Allein diese Tatsache verleiht der Industrie eine beherrschende Machtposition, die durch die massive Einflussnahme auf die Vermaktungsressourcen des Handels zusätzlich gefestigt wird. Gegen Einmischen in die Händler-Geschäftspolitik und mögliche Sanktionen durch die Industrie können Vertragshändler sich deshalb kaum wehren. Dabei bilden Hersteller/Importeure und Handel eine Art Schicksalsgemeinschaft, deren gemeinsames Ziel es doch sein muss, größtmöglichen Erfolg bei der Vermarktung der Primär- (Automobil) und Sekundärleistungen (Aftersales) zu erreichen. Der gesunde Menschenverstand sagt einem, dass dieses Vorhaben nur gelingen kann, wenn die zweifellos vorhandenen unterschiedlichen individuellen Ziele beider Parteien aufeinander abgestimmt sind. Keinesfalls aber wenn sie von einer Seite diktiert und gegen die Überzeugung des anderen durchgesetzt werden.

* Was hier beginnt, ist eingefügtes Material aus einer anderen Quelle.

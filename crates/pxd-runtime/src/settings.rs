//! `DeskConfig` → runtime values.

use std::sync::Arc;
use std::time::Duration as StdDuration;

use anyhow::{Context, Result};
use chrono::Duration;
use pxd_audit::AuditWriter;
use pxd_config::{DeskConfig, LedgerSection};
use pxd_ledger::{LedgerConfig, Micros};
use tracing::info;

use crate::clock::Clock;
use crate::service::LedgerService;

pub fn ledger_config(s: &LedgerSection) -> Result<LedgerConfig> {
    Ok(LedgerConfig {
        commission_bps: s.commission_bps,
        trade_timeout: secs(s.trade_timeout_secs, "ledger.trade_timeout_secs")?,
        cancel_limit: s.cancel_limit,
        suspension: secs(s.suspension_secs, "ledger.suspension_secs")?,
    })
}

/// Background job periods.
#[derive(Clone, Copy, Debug, PartialEq, Eq)]
pub struct JobPeriods {
    pub sweep: StdDuration,
    pub report: StdDuration,
}

impl JobPeriods {
    pub fn from_desk(cfg: &DeskConfig) -> Self {
        Self {
            sweep: StdDuration::from_secs(cfg.runtime.sweep_interval_secs),
            report: StdDuration::from_secs(cfg.runtime.report_interval_secs),
        }
    }
}

/// Build the service described by `cfg`. An audit path resumes the existing
/// log if there is one.
pub fn service_from_desk(cfg: &DeskConfig, clock: Arc<dyn Clock>) -> Result<LedgerService> {
    let threshold = Micros::from_units(cfg.runtime.large_trade_threshold_units)
        .context("CONFIG_INVALID: runtime.large_trade_threshold_units out of range")?;
    let mut service = LedgerService::new(
        ledger_config(&cfg.ledger)?,
        clock,
        cfg.runtime.bus_capacity,
        threshold,
    );
    if let Some(path) = cfg.audit.path.as_deref() {
        let writer = AuditWriter::resume(path, cfg.audit.hash_chain)?;
        info!(path, seq = writer.seq(), "audit log open");
        service = service.with_audit(writer);
    }
    Ok(service)
}

fn secs(v: u64, key: &str) -> Result<Duration> {
    let s = i64::try_from(v).with_context(|| format!("CONFIG_INVALID: {key} out of range"))?;
    Duration::try_seconds(s).with_context(|| format!("CONFIG_INVALID: {key} out of range"))
}

#[cfg(test)]
mod tests {
    use super::*;

    #[test]
    fn defaults_match_ledger_defaults() {
        let cfg = ledger_config(&LedgerSection::default()).unwrap();
        assert_eq!(cfg, LedgerConfig::sane_defaults());
    }

    #[test]
    fn huge_timeout_rejected() {
        let s = LedgerSection {
            trade_timeout_secs: u64::MAX,
            ..LedgerSection::default()
        };
        assert!(ledger_config(&s).is_err());
    }
}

Natürlich wird es immer wieder unterschiedlich Auffassungen geben, aber sie müssen im gegenseitigen Vertrauensverhältnis und Respekt auf einen Nenner gebracht werden. Und auch dabei gilt, der Ton macht die Musik. Die vielzitierte Partnerschaft stellt sich aber ganz anders dar. Sie ist nicht selten von Zerrissenheit, Entfremdung und Feindseligkeit gekennzeichnet.
Wer möchte da heute noch Automobilmarkenhändler sein?